While many critics think clean energy can only contribute a small percent to U.S. power production, clean energy has steadily become a driver for the future of our economy. Consider that in just the last two decades or so wind turbines have grown from a pipe dream to powering 10% of Texas’ electricity in 2014.

The National Renewable Energy Laboratory released its Renewable Energy Data Book, which shows that clean energy is just the revealing the proverbial tip of its iceberg. In 2015, investment in clean energy around the world went up by more than 4%, totaling $329 billion. In the United States, clean energy investment grew by 10%, totaling $45 billion in 2015. In fact, renewable technologies accounted for 64% of all new electricity generating capacity constructed in the U.S. in 2015.

In the last 15 years, renewable energy capacity has grown 115%.

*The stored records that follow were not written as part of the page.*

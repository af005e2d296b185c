use std::ops::Mul;

use super::{
    bounds::Bounds3, common::FloatValueType, matrix::Matrix4x4, normal::Normal, point::Point3,
    ray::Ray, vector::Vec3,
};

// Based on Physically Based Rendering 3rd ed.
// http://www.pbr-book.org/3ed-2018/Geometry_and_Transformations/Transformations.html

/// An affine transform that carries its inverse along.
///
/// The builders in [super::transforms] construct both matrices analytically so nothing here
/// has to invert a general matrix.
#[derive(Clone, Debug, PartialEq)]
pub struct Transform<T>
where
    T: FloatValueType,
{
    m: Matrix4x4<T>,
    m_inv: Matrix4x4<T>,
}

impl<T> Transform<T>
where
    T: FloatValueType,
{
    /// Creates a new `Transform` from a [Matrix4x4] and its inverse.
    pub fn new_full(m: Matrix4x4<T>, m_inv: Matrix4x4<T>) -> Self {
        debug_assert!(!m.has_nans());
        debug_assert!(!m_inv.has_nans());
        Self { m, m_inv }
    }

    pub fn identity() -> Self {
        let m = Matrix4x4::identity();
        Self::new_full(m, m)
    }

    pub fn m(&self) -> &Matrix4x4<T> {
        &self.m
    }

    pub fn m_inv(&self) -> &Matrix4x4<T> {
        &self.m_inv
    }

    pub fn inverted(&self) -> Self {
        Self::new_full(self.m_inv, self.m)
    }
}

impl<T> Default for Transform<T>
where
    T: FloatValueType,
{
    fn default() -> Self {
        Self::identity()
    }
}

impl<'a, T> Mul<Vec3<T>> for &'a Transform<T>
where
    T: FloatValueType,
{
    type Output = Vec3<T>;

    fn mul(self, v: Vec3<T>) -> Vec3<T> {
        let m = &self.m.m;
        Vec3::new(
            m[0][0] * v.x + m[0][1] * v.y + m[0][2] * v.z,
            m[1][0] * v.x + m[1][1] * v.y + m[1][2] * v.z,
            m[2][0] * v.x + m[2][1] * v.y + m[2][2] * v.z,
        )
    }
}

impl<'a, T> Mul<Point3<T>> for &'a Transform<T>
where
    T: FloatValueType,
{
    type Output = Point3<T>;

    fn mul(self, p: Point3<T>) -> Point3<T> {
        let m = &self.m.m;
        let xp = m[0][0] * p.x + m[0][1] * p.y + m[0][2] * p.z + m[0][3];
        let yp = m[1][0] * p.x + m[1][1] * p.y + m[1][2] * p.z + m[1][3];
        let zp = m[2][0] * p.x + m[2][1] * p.y + m[2][2] * p.z + m[2][3];
        let wp = m[3][0] * p.x + m[3][1] * p.y + m[3][2] * p.z + m[3][3];
        if wp == T::one() {
            Point3::new(xp, yp, zp)
        } else {
            Point3::new(xp, yp, zp) / wp
        }
    }
}

impl<'a, T> Mul<Normal<T>> for &'a Transform<T>
where
    T: FloatValueType,
{
    type Output = Normal<T>;

    fn mul(self, n: Normal<T>) -> Normal<T> {
        // Normals go through the inverse transpose
        let m_inv = &self.m_inv.m;
        Normal::new(
            m_inv[0][0] * n.x + m_inv[1][0] * n.y + m_inv[2][0] * n.z,
            m_inv[0][1] * n.x + m_inv[1][1] * n.y + m_inv[2][1] * n.z,
            m_inv[0][2] * n.x + m_inv[1][2] * n.y + m_inv[2][2] * n.z,
        )
    }
}

impl<'a, T> Mul<Ray<T>> for &'a Transform<T>
where
    T: FloatValueType,
{
    type Output = Ray<T>;

    // Direction is not renormalized so `t` stays comparable between spaces
    fn mul(self, r: Ray<T>) -> Ray<T> {
        Ray::new(self * r.o, self * r.d, r.t_max)
    }
}

impl<'a, T> Mul<Bounds3<T>> for &'a Transform<T>
where
    T: FloatValueType,
{
    type Output = Bounds3<T>;

    fn mul(self, b: Bounds3<T>) -> Bounds3<T> {
        (0..8).fold(Bounds3::empty(), |acc, corner| {
            let p = Point3::new(
                b[corner & 1].x,
                b[(corner >> 1) & 1].y,
                b[(corner >> 2) & 1].z,
            );
            acc.union_p(self * p)
        })
    }
}

impl<'a, 'b, T> Mul<&'b Transform<T>> for &'a Transform<T>
where
    T: FloatValueType,
{
    type Output = Transform<T>;

    fn mul(self, other: &'b Transform<T>) -> Transform<T> {
        Transform::new_full(&self.m * &other.m, &other.m_inv * &self.m_inv)
    }
}
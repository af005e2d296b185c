use super::Shape;
use crate::{
    hit::Hit,
    math::{Bounds3, Normal, Point3, Ray, Transform, Vec3},
    scene::ObjectId,
};

// Based on Physically Based Rendering 3rd ed.
// http://www.pbr-book.org/3ed-2018/Shapes/Spheres.html

/// A sphere centered at the object space origin.
pub struct Sphere {
    object_to_world: Transform<f32>,
    world_to_object: Transform<f32>,
    radius: f32,
    object: ObjectId,
}

impl Sphere {
    /// Creates a new `Sphere`.
    pub fn new(object_to_world: &Transform<f32>, radius: f32, object: ObjectId) -> Self {
        debug_assert!(radius > 0.0);

        Self {
            object_to_world: object_to_world.clone(),
            world_to_object: object_to_world.inverted(),
            radius,
            object,
        }
    }
}

impl Shape for Sphere {
    fn intersect(&self, ray: &Ray<f32>) -> Option<Hit> {
        // Direction is not renormalized so t is shared with world space
        let Ray { o, d, t_max } = &self.world_to_object * *ray;

        let a = d.len_sqr();
        let b = 2.0 * (d.x * o.x + d.y * o.y + d.z * o.z);
        let c = o.x * o.x + o.y * o.y + o.z * o.z - self.radius * self.radius;

        let discrim = b * b - 4.0 * a * c;
        if discrim < 0.0 {
            return None;
        }
        let root = discrim.sqrt();

        let q = if b < 0.0 {
            -0.5 * (b - root)
        } else {
            -0.5 * (b + root)
        };

        let mut t0 = q / a;
        let mut t1 = c / q;
        if t0 > t1 {
            std::mem::swap(&mut t0, &mut t1);
        }

        if t0 > t_max || t1 <= 0.0 {
            return None;
        }
        let mut t = t0;
        if t <= 0.0 {
            t = t1;
            if t > t_max {
                return None;
            }
        }

        let p_object = o + d * t;
        let n = (&self.object_to_world * Normal::from(Vec3::from(p_object))).normalized();

        Some(Hit {
            t,
            p: ray.point(t),
            n: n.face_forward(-ray.d),
            object: self.object,
        })
    }

    fn world_bound(&self) -> Bounds3<f32> {
        &self.object_to_world
            * Bounds3::new(Point3::splat(-self.radius), Point3::splat(self.radius))
    }

    fn object(&self) -> ObjectId {
        self.object
    }
}
use num::cast::{FromPrimitive, ToPrimitive};
use num::traits::{Bounded, Float, Num};
use std::ops::{AddAssign, DivAssign, MulAssign, SubAssign};

/// Scalar types that can be stored in the math containers
pub trait ValueType:
    Num
    + Mini
    + Maxi
    + Bounded
    + PartialOrd
    + ToPrimitive
    + FromPrimitive
    + Copy
    + AddAssign
    + DivAssign
    + MulAssign
    + SubAssign
    + std::fmt::Debug
{
}

/// Floating point [ValueType]s
pub trait FloatValueType: ValueType + Float {}

impl<T> ValueType for T where
    T: Num
        + Mini
        + Maxi
        + Bounded
        + PartialOrd
        + ToPrimitive
        + FromPrimitive
        + Copy
        + AddAssign
        + DivAssign
        + MulAssign
        + SubAssign
        + std::fmt::Debug
{
}
impl<T> FloatValueType for T where T: ValueType + Float {}

/// Component-wise minimum that works the same for floats and integers
pub trait Mini {
    fn mini(&self, other: Self) -> Self;
}

/// Component-wise maximum that works the same for floats and integers
pub trait Maxi {
    fn maxi(&self, other: Self) -> Self;
}

// Floats have inherent min/max that handle NaNs, integers go through Ord
macro_rules! impl_min_max {
    (float: $( $t:ty ),+) => {
        $(
            impl Mini for $t {
                fn mini(&self, other: $t) -> $t {
                    <$t>::min(*self, other)
                }
            }
            impl Maxi for $t {
                fn maxi(&self, other: $t) -> $t {
                    <$t>::max(*self, other)
                }
            }
        )*
    };
    (int: $( $t:ty ),+) => {
        $(
            impl Mini for $t {
                fn mini(&self, other: $t) -> $t {
                    std::cmp::min(*self, other)
                }
            }
            impl Maxi for $t {
                fn maxi(&self, other: $t) -> $t {
                    std::cmp::max(*self, other)
                }
            }
        )*
    };
}
impl_min_max!(float: f32, f64);
impl_min_max!(int: u8, u16, u32, u64, usize, i8, i16, i32, i64);
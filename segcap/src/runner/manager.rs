use std::{
    collections::VecDeque,
    sync::{
        mpsc::{channel, Sender},
        Arc, Mutex,
    },
    thread::JoinHandle,
    time::Instant,
};

use super::{worker, RunError, RunSummary};
use crate::{
    camera::CaptureRequest,
    capture::{Capture, EmitError, EmitReport, Emitter, IndexAllocator},
    render::FrameRenderer,
    scene::Scene,
    segcap_debug, segcap_error, segcap_trace,
};

pub enum Message {
    Progress {
        captures_done: usize,
        captures_total: usize,
        report: EmitReport,
        elapsed_s: f32,
    },
    Failed {
        index: u64,
        reason: String,
    },
    Finished(RunSummary),
}

pub struct Payload {
    pub scene: Arc<Scene>,
    pub renderer: Arc<dyn FrameRenderer>,
    pub emitter: Emitter,
    pub requests: Vec<CaptureRequest>,
    pub thread_count: usize,
}

/// Assigns indices in request order and queues the captures for the workers.
///
/// The allocator is the only source of indices within a run, so captures of one run never
/// share an index.
pub fn provision(
    requests: &[CaptureRequest],
    allocator: &mut IndexAllocator,
) -> Result<VecDeque<Capture>, EmitError> {
    requests
        .iter()
        .map(|&request| allocator.allocate().map(|index| Capture::new(index, request)))
        .collect()
}

pub fn launch(payload: Payload, to_parent: Sender<Message>) -> Result<JoinHandle<()>, RunError> {
    let mut allocator = IndexAllocator::recover(payload.emitter.layout())?;
    segcap_debug!(
        "Capture manager: First index is {} for {}",
        allocator.peek(),
        payload.emitter.layout().root().display()
    );
    let captures = provision(&payload.requests, &mut allocator)?;

    let handle = std::thread::Builder::new()
        .name("CaptureManager".into())
        .spawn(move || run(payload, captures, &to_parent))?;
    Ok(handle)
}

fn run(payload: Payload, captures: VecDeque<Capture>, to_parent: &Sender<Message>) {
    let run_start = Instant::now();
    let captures_total = captures.len();
    let thread_count = payload.thread_count.clamp(1, captures_total.max(1));

    let worker_payload = Arc::new(worker::Payload {
        captures: Arc::new(Mutex::new(captures)),
        detectable: payload.scene.detectable(),
        scene: payload.scene,
        renderer: payload.renderer,
        emitter: payload.emitter,
    });

    segcap_trace!("Capture manager: Launch {} threads", thread_count);
    let (worker_send, from_workers) = channel();
    let mut workers = Vec::with_capacity(thread_count);
    for thread_id in 0..thread_count {
        let worker_send = worker_send.clone();
        let worker_payload = Arc::clone(&worker_payload);
        match std::thread::Builder::new()
            .name("CaptureWorker".into())
            .spawn(move || worker::launch(thread_id, &worker_payload, &worker_send))
        {
            Ok(handle) => workers.push(handle),
            Err(why) => segcap_error!("Capture manager: Failed to spawn worker: {}", why),
        }
    }
    // Only the workers hold senders now so the loop ends if they all die
    drop(worker_send);

    let mut summary = RunSummary::default();
    let mut active_workers = workers.len();
    while active_workers > 0 {
        let msg = match from_workers.recv() {
            Ok(msg) => msg,
            Err(_) => {
                segcap_error!("Capture manager: Workers disconnected");
                break;
            }
        };

        let forward = match msg {
            worker::Message::CaptureDone {
                thread_id,
                report,
                elapsed_s,
            } => {
                segcap_trace!(
                    "Capture manager: Worker {} finished Cam_{}",
                    thread_id,
                    report.index
                );
                summary.record(&report);
                Some(Message::Progress {
                    captures_done: summary.captures,
                    captures_total,
                    report,
                    elapsed_s,
                })
            }
            worker::Message::CaptureFailed {
                thread_id,
                index,
                error,
            } => {
                segcap_trace!("Capture manager: Worker {} failed Cam_{}", thread_id, index);
                summary.failed.push(index);
                Some(Message::Failed {
                    index,
                    reason: error.to_string(),
                })
            }
            worker::Message::Finished { thread_id } => {
                segcap_trace!("Capture manager: Worker {} finished", thread_id);
                active_workers -= 1;
                None
            }
        };

        if let Some(msg) = forward {
            if let Err(why) = to_parent.send(msg) {
                segcap_error!("Capture manager: Error sending progress to parent: {}", why);
            }
        }
    }

    for handle in workers {
        if handle.join().is_err() {
            segcap_error!("Capture manager: A worker panicked");
        }
    }

    summary.failed.sort_unstable();
    summary.elapsed_s = run_start.elapsed().as_secs_f32();
    if let Err(why) = to_parent.send(Message::Finished(summary)) {
        segcap_error!("Capture manager: Error notifying parent on finish: {}", why);
    }

    segcap_debug!("Capture manager: End");
}
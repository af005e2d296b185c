use std::path::{Path, PathBuf};

use serde::{Deserialize, Serialize};
use thiserror::Error;

use crate::{
    camera::Lens,
    capture::{Emitter, MaskFilter, OutputLayout},
    placement::PlacementSettings,
    scene::SceneLoadSettings,
};

#[derive(Debug, Error)]
pub enum SettingsError {
    #[error("Failed to read '{path}': {source}")]
    Io {
        path: PathBuf,
        #[source]
        source: std::io::Error,
    },
    #[error("Failed to parse settings: {0}")]
    Parse(#[from] serde_yaml::Error),
    #[error("Invalid settings: {0}")]
    Invalid(String),
}

/// Everything configurable about a run. Missing fields take their defaults.
#[derive(Clone, Debug, Deserialize, Serialize, PartialEq)]
#[serde(default, deny_unknown_fields)]
pub struct Settings {
    pub lens: Lens,
    /// Masks need a bounding box strictly wider and taller than this, in pixels
    pub min_extent: u32,
    pub output_root: PathBuf,
    /// Capture threads, 0 for one per logical core
    pub threads: usize,
    pub bvh: SceneLoadSettings,
    pub placement: PlacementSettings,
}

impl Default for Settings {
    fn default() -> Self {
        Self {
            lens: Lens::default(),
            min_extent: MaskFilter::default().min_extent,
            output_root: PathBuf::from("ScreenShoot"),
            threads: 0,
            bvh: SceneLoadSettings::default(),
            placement: PlacementSettings::default(),
        }
    }
}

impl Settings {
    pub fn load(path: &Path) -> Result<Self, SettingsError> {
        let text = std::fs::read_to_string(path).map_err(|source| SettingsError::Io {
            path: path.to_path_buf(),
            source,
        })?;
        Self::from_yaml(&text)
    }

    /// Parses and validates settings. An empty document gives the defaults.
    pub fn from_yaml(text: &str) -> Result<Self, SettingsError> {
        let settings = if text.trim().is_empty() {
            Self::default()
        } else {
            serde_yaml::from_str(text)?
        };
        settings.validate()?;
        Ok(settings)
    }

    pub fn validate(&self) -> Result<(), SettingsError> {
        let invalid = |msg: String| Err(SettingsError::Invalid(msg));

        let Lens {
            width,
            height,
            fov,
            aspect,
            far_clip,
        } = self.lens;
        if width == 0 || height == 0 {
            return invalid(format!("Resolution {}x{} has no pixels", width, height));
        }
        if !(fov > 0.0 && fov < 180.0) {
            return invalid(format!("Field of view {} is outside (0, 180)", fov));
        }
        if !(aspect > 0.0 && aspect.is_finite()) {
            return invalid(format!("Aspect ratio {} is not positive", aspect));
        }
        if !(far_clip > 0.0 && far_clip.is_finite()) {
            return invalid(format!("Far clip {} is not positive", far_clip));
        }
        if self.bvh.max_shapes_in_node == 0 {
            return invalid("BVH nodes need room for at least one shape".into());
        }

        let p = &self.placement;
        if !(p.min_spacing > 0.0 && p.min_spacing.is_finite()) {
            return invalid(format!(
                "Minimum spacing {} is not positive and finite",
                p.min_spacing
            ));
        }
        if !p.max_spacing.is_finite() {
            return invalid(format!("Maximum spacing {} is not finite", p.max_spacing));
        }
        if p.min_spacing > p.max_spacing {
            return invalid(format!(
                "Minimum spacing {} is larger than maximum spacing {}",
                p.min_spacing, p.max_spacing
            ));
        }
        if p.yaw_jitter < 0 || p.side_yaw_jitter < 0 {
            return invalid("Yaw jitter can't be negative".into());
        }

        Ok(())
    }

    pub fn emitter(&self) -> Emitter {
        Emitter::new(
            OutputLayout::new(&self.output_root),
            MaskFilter::new(self.min_extent),
        )
    }
}
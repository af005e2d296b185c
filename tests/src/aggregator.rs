#[cfg(test)]
mod tests {
    use segcap::{
        capture::{MaskAggregator, MaskRecord, BACKGROUND, FOREGROUND},
        hit::Hit,
        math::{Bounds2, Normal, Point2, Point3, Vec2},
        scene::{DetectableSet, ObjectId},
    };

    fn hit(object: u32) -> Option<Hit> {
        Some(Hit {
            t: 1.0,
            p: Point3::zeros(),
            n: Normal::new(0.0, 0.0, -1.0),
            object: ObjectId(object),
        })
    }

    #[test]
    fn record_new() {
        let record = MaskRecord::new(ObjectId(2), Vec2::new(4, 3), Point2::new(1, 2));
        assert_eq!(record.object(), ObjectId(2));
        assert_eq!(record.occupancy().len(), 12);
        assert_eq!(record.pixel_count(), 1);
        assert!(record.is_set(Point2::new(1, 2)));
        assert!(!record.is_set(Point2::new(2, 1)));
        assert_eq!(record.bounds(), Bounds2::point(Point2::new(1, 2)));
        assert_eq!(record.span(), Vec2::new(0, 0));
    }

    #[test]
    fn record_grows() {
        let mut record = MaskRecord::new(ObjectId(0), Vec2::new(10, 10), Point2::new(5, 5));
        record.mark(Point2::new(2, 7));
        record.mark(Point2::new(8, 1));
        // Marking twice changes nothing
        record.mark(Point2::new(8, 1));

        assert_eq!(record.pixel_count(), 3);
        assert_eq!(
            record.bounds(),
            Bounds2::new(Point2::new(2, 1), Point2::new(8, 7))
        );
        assert_eq!(record.span(), Vec2::new(6, 6));
        assert_eq!(record.tight_bounds(), Some(record.bounds()));
    }

    #[test]
    fn to_image() {
        let mut record = MaskRecord::new(ObjectId(0), Vec2::new(3, 2), Point2::new(0, 0));
        record.mark(Point2::new(2, 1));
        let image = record.to_image();
        assert_eq!(image.dimensions(), (3, 2));
        assert_eq!(*image.get_pixel(0, 0), FOREGROUND);
        assert_eq!(*image.get_pixel(2, 1), FOREGROUND);
        assert_eq!(*image.get_pixel(1, 0), BACKGROUND);
        assert_eq!(*image.get_pixel(0, 1), BACKGROUND);
    }

    #[test]
    fn misses_change_nothing() {
        let detectable = DetectableSet::from_ids(1, &[ObjectId(0)]);
        let mut aggregator = MaskAggregator::new(Vec2::new(4, 4), &detectable);
        for i in 0..4 {
            for j in 0..4 {
                aggregator.record(Point2::new(j, i), None);
            }
        }
        assert!(aggregator.records().is_empty());
    }

    #[test]
    fn lazy_records() {
        let detectable = DetectableSet::from_ids(3, &[ObjectId(1), ObjectId(2)]);
        let mut aggregator = MaskAggregator::new(Vec2::new(4, 4), &detectable);

        aggregator.record(Point2::new(0, 0), None);
        aggregator.record(Point2::new(1, 0), hit(2));
        aggregator.record(Point2::new(2, 0), hit(1));
        aggregator.record(Point2::new(3, 0), hit(2));
        aggregator.record(Point2::new(0, 3), hit(2));

        let records = aggregator.records();
        assert_eq!(records.len(), 2);
        // First hit order
        assert_eq!(records[0].object(), ObjectId(2));
        assert_eq!(records[1].object(), ObjectId(1));

        let two = aggregator.get(ObjectId(2)).unwrap();
        assert_eq!(two.pixel_count(), 3);
        assert_eq!(
            two.bounds(),
            Bounds2::new(Point2::new(0, 0), Point2::new(3, 3))
        );
        let one = aggregator.get(ObjectId(1)).unwrap();
        assert_eq!(one.pixel_count(), 1);
        assert_eq!(one.bounds(), Bounds2::point(Point2::new(2, 0)));
    }

    #[test]
    fn non_detectable_ignored() {
        let detectable = DetectableSet::from_ids(2, &[ObjectId(1)]);
        let mut aggregator = MaskAggregator::new(Vec2::new(2, 2), &detectable);
        aggregator.record(Point2::new(0, 0), hit(0));
        aggregator.record(Point2::new(1, 1), hit(5));
        assert!(aggregator.get(ObjectId(0)).is_none());
        assert!(aggregator.into_records().is_empty());
    }

    #[test]
    fn exclusive_pixels() {
        // Every pixel belongs to at most one record
        let detectable = DetectableSet::from_ids(3, &[ObjectId(0), ObjectId(1), ObjectId(2)]);
        let mut aggregator = MaskAggregator::new(Vec2::new(6, 6), &detectable);
        for i in 0..6 {
            for j in 0..6 {
                let object = (i * 6 + j) % 4;
                let h = if object < 3 { hit(object) } else { None };
                aggregator.record(Point2::new(j, i), h);
            }
        }

        let records = aggregator.into_records();
        assert_eq!(records.len(), 3);
        for offset in 0..36 {
            let owners = records.iter().filter(|r| r.occupancy()[offset]).count();
            assert_eq!(owners, usize::from(offset % 4 < 3));
        }
        for r in &records {
            assert_eq!(r.tight_bounds(), Some(r.bounds()));
        }
    }
}
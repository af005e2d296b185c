use serde::Deserialize;

use super::{Categories, SceneError};
use crate::math::{
    transforms::{rotation_euler, scale, translation},
    Transform, Vec3,
};

/// Top level of a scene file
#[derive(Debug, Deserialize)]
#[serde(deny_unknown_fields)]
pub struct SceneDescription {
    #[serde(default)]
    pub name: String,
    #[serde(default)]
    pub objects: Vec<ObjectDescription>,
}

#[derive(Copy, Clone, Debug, PartialEq, Eq, Deserialize)]
#[serde(rename_all = "lowercase")]
pub enum Category {
    Road,
    Detectable,
}

#[derive(Debug, Deserialize)]
#[serde(deny_unknown_fields)]
pub struct ObjectDescription {
    pub name: String,
    #[serde(default)]
    pub categories: Vec<Category>,
    #[serde(default = "default_color")]
    pub color: [f32; 3],
    #[serde(default)]
    pub position: [f32; 3],
    /// Euler angles in degrees
    #[serde(default)]
    pub rotation: [f32; 3],
    #[serde(default = "unit_scale")]
    pub scale: [f32; 3],
    #[serde(default)]
    pub shapes: Vec<ShapeDescription>,
}

/// Shapes are given in object space
#[derive(Debug, Deserialize)]
#[serde(tag = "type", rename_all = "lowercase", deny_unknown_fields)]
pub enum ShapeDescription {
    Sphere {
        #[serde(default)]
        center: [f32; 3],
        radius: f32,
    },
    Cuboid {
        #[serde(default)]
        center: [f32; 3],
        size: [f32; 3],
    },
    Quad {
        corners: [[f32; 3]; 4],
    },
    Mesh {
        points: Vec<[f32; 3]>,
        indices: Vec<usize>,
    },
}

fn default_color() -> [f32; 3] {
    [0.5, 0.5, 0.5]
}

fn unit_scale() -> [f32; 3] {
    [1.0, 1.0, 1.0]
}

impl ObjectDescription {
    pub fn categories(&self) -> Categories {
        self.categories
            .iter()
            .fold(Categories::empty(), |acc, c| match c {
                Category::Road => acc | Categories::ROAD,
                Category::Detectable => acc | Categories::DETECTABLE,
            })
    }

    /// Returns `translation(position) * rotation(rotation) * scale(scale)`.
    pub fn object_to_world(&self) -> Result<Transform<f32>, SceneError> {
        if self.scale.iter().any(|&s| s == 0.0 || !s.is_finite()) {
            return Err(SceneError::InvalidShape(format!(
                "Object '{}' has a degenerate scale {:?}",
                self.name, self.scale
            )));
        }
        if self
            .position
            .iter()
            .chain(self.rotation.iter())
            .any(|v| !v.is_finite())
        {
            return Err(SceneError::InvalidShape(format!(
                "Object '{}' has a non-finite position or rotation",
                self.name
            )));
        }

        let t = translation(Vec3::from(self.position));
        let r = rotation_euler(Vec3::from(self.rotation));
        let s = scale(Vec3::from(self.scale));
        Ok(&t * &(&r * &s))
    }
}
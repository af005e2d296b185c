mod mesh;
mod sphere;
mod triangle;

pub use mesh::Mesh;
pub use sphere::Sphere;
pub use triangle::Triangle;

use crate::{
    hit::Hit,
    math::{Bounds3, Ray},
    scene::ObjectId,
};

// Based on Physically Based Rendering 3rd ed.
// http://www.pbr-book.org/3ed-2018/Shapes/Basic_Shape_Interface.html#Shape

pub trait Shape: Send + Sync {
    /// Intersects [Ray] with this shape, considering hits in `(0, ray.t_max]`.
    fn intersect(&self, ray: &Ray<f32>) -> Option<Hit>;
    /// Returns the world space AABB of the shape
    fn world_bound(&self) -> Bounds3<f32>;
    /// Returns the scene object this shape is a part of
    fn object(&self) -> ObjectId;
}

While our current clean energy capacity is greater than ever, the U.S. is in second place to China in clean energy investments[2]:

Which states are the biggest movers?

Clean energy is taking on a local and regional flare. Renewable Energy World has this to say:

“For wind power, the states with the most growth so far this year (in terms of actual generation) are Texas, Oklahoma, Kansas, Iowa, and Colorado. Just those five states alone have added enough generation in the first six months of the year to power an additional three million homes.

For solar power, the states with the most growth (in terms of actual generation) are California, North Carolina, Nevada, Arizona, and Georgia. Just those five states alone have added enough generation in the first six months of the year to power nearly an additional one million homes. It should be noted that Utah (ranked 6th on that list) has increased solar power generation over 700 percent so far this year.

In Iowa, wind power is rivaling coal as the top source of electric generation. By 2017, Iowa may become the first U.S. state in history to generate a majority of its power from wind.

California is generating nearly 30 percent of its generation from non-hydro renewable energy so far this year; not to mention importing significant generation from solar, geothermal, and wind power from its neighbors.

The Northwest continues to be a leader in hydropower deployment and innovation. Geothermal technologies are being steadily deployed in states around the Rocky Mountains, while the Southeast continues to install cutting-edge renewable biomass technologies.”


What factors are contributing to the rise in clean energy capacity in the U.S.?

  • Fossil-fuel electricity prices continue to increase over time.
  • Greater power needs and economic growth demand more capacity quickly (Large fossil-fuel plants take years to build and hundreds of millions of investment, including subsidies).
  • Company directors who fail fiduciary duties relating to climate-related risks could face litigation.[3]
  • Costs of renewable technologies continue to plummet.
  • Global pressure from climate change has created a more serious political conversation and impressive commitments from countries around the world to reduce their carbon emissions by 2030.
  • Old technologies have been revamped to supply clean energy, such as Aries Clean Energy’s downdraft gasification technology
  • Carbon pricing schemes are taking shape. 2017 will see the largest ever increase in global emissions covered by carbon trading schemes. The Regional Greenhouse Gas Initiative and California Carbon Dashboard are two markets in the US that price carbon. And 5 major countries including the EU have carbon markets or are pricing carbon.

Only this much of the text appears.